GENEVA, January 17 (UNHCR) - The UN refugee agency said on Friday that UNHCR teams are working to establish new camps and expand existing ones in neighbouring Uganda, Ethiopia and Kenya to cope with the influx of refugees from South Sudan.

UNHCR spokesman Adrian Edwards told journalists in Geneva that since conflict erupted in South Sudan in mid-December, more than 86,000 South Sudanese have crossed into neighbouring countries. "With people still arriving at a rate of around 1,000 a day, we are looking at the prospect of refugee numbers exceeding 100,000 by the end of January," he said.

Inside South Sudan, people are reported to have moved to border areas, where they can cross to neighbouring countries should the situation further deteriorate. Just inside Uganda at Nimule there are now thousands of people. Others are reported in areas bordering Sudan and its neighbouring regions of East Darfur, South and West Kordofan.

According to government data, there are now 46,579 South Sudanese refugees in Uganda. Ethiopia has received 20,624, and Kenya at least 8,900. An estimated 10,000 people have also crossed into Sudan's South and West Kordofan states, which are themselves facing armed violence. The government of Sudan has registered 1,371 of them as refugees while the rest are mostly nomads.

In Uganda, there is still serious overcrowding at the Dzaipi transit centre in Adjumani district in the country's north. People are contending with issues relating to hygiene, food and lack of water. Although some 10,000 people have so far been moved to the nearby Nyumanzi settlement, the centre at Dzaipi, designed for 400 people, is still hosting more than 20,000 refugees.

"UNHCR is racing to transfer around 500 families daily to decongest Dzaipi transit centre as more refugees arrive. We are meanwhile rehabilitating former sites in Nyumanzi and nearby at Baratuku where a primary school and health centre need to be upgraded," Edwards said in Geneva.

Water is the most urgent of the challenges, with some of the recently moved refugees reporting a wait of up to four days to get water. Shelter and health are also problematic, with many people sleeping in the open.

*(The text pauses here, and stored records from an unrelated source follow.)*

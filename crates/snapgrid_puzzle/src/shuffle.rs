//! Tile scrambling.

use rand::Rng;
use rand::seq::SliceRandom;

/// Returns a uniformly random permutation of `0..len` that is not the
/// identity, so a freshly scrambled board is never already solved.
///
/// Fisher-Yates via [`SliceRandom::shuffle`], re-drawn while the draw lands
/// on the identity. For `len < 2` the identity is the only permutation and
/// is returned as-is.
pub fn scrambled_permutation<R: Rng>(rng: &mut R, len: usize) -> Vec<usize> {
    let mut positions: Vec<usize> = (0..len).collect();
    if len < 2 {
        return positions;
    }

    while positions.iter().enumerate().all(|(home, &p)| home == p) {
        positions.shuffle(rng);
    }
    positions
}

/// Checks that `positions` contains every index in `0..positions.len()`
/// exactly once.
pub fn is_permutation(positions: &[usize]) -> bool {
    let mut seen = vec![false; positions.len()];
    for &p in positions {
        if p >= positions.len() || seen[p] {
            return false;
        }
        seen[p] = true;
    }
    true
}

#[cfg(test)]
mod tests {
    use super::*;
    use rand::SeedableRng;
    use rand::rngs::StdRng;

    #[test]
    fn scramble_is_a_permutation_across_seeds() {
        for seed in 0..50 {
            let mut rng = StdRng::seed_from_u64(seed);
            let positions = scrambled_permutation(&mut rng, 16);
            assert!(is_permutation(&positions), "seed {seed} broke bijection");
        }
    }

    #[test]
    fn scramble_never_returns_identity() {
        // len 2 has exactly one non-identity permutation, the worst case
        // for the redraw loop.
        for seed in 0..50 {
            let mut rng = StdRng::seed_from_u64(seed);
            let positions = scrambled_permutation(&mut rng, 2);
            assert_eq!(positions, vec![1, 0], "seed {seed}");
        }
    }

    #[test]
    fn degenerate_lengths_return_identity() {
        let mut rng = StdRng::seed_from_u64(0);
        assert_eq!(scrambled_permutation(&mut rng, 0), Vec::<usize>::new());
        assert_eq!(scrambled_permutation(&mut rng, 1), vec![0]);
    }

    #[test]
    fn rejects_non_permutations() {
        assert!(is_permutation(&[]));
        assert!(is_permutation(&[0]));
        assert!(is_permutation(&[2, 0, 1]));
        assert!(!is_permutation(&[0, 0, 2]), "duplicate");
        assert!(!is_permutation(&[0, 1, 3]), "out of range");
    }
}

Most of the newly arriving South Sudanese are under 18 years of age and many of them have been asking for secondary and tertiary education opportunities. For children without close family members, UNHCR is providing separate shelter and identifying foster caretakers within the community, but further support is still needed.

"UNHCR is urging partners and other humanitarian organizations to assist in building up these settlements," spokesman Edwards said. "In the meantime, we have created a second transit centre in the same area, with a capacity for 4,000 people, and where incoming refugees are now being taken."

All refugees relocated to the settlements around Adjumani are given basic relief items including blankets, mats, cooking equipment, jerry cans and materials to construct houses. They are also given small plots of land on which to build their houses.

In Ethiopia and Kenya, refugees are facing similar challenges in terms of clean water, health, sanitation, shelter and education. In Kenya, in particular, UNHCR staff members are seeing many children separated from their parents. "By setting up new camps and expanding existing ones in both countries, we will be in a better position to address the news of the growing refugee population," Edwards noted.

UNHCR needs US$58.8 million to respond to the South Sudan humanitarian crisis until the end of March.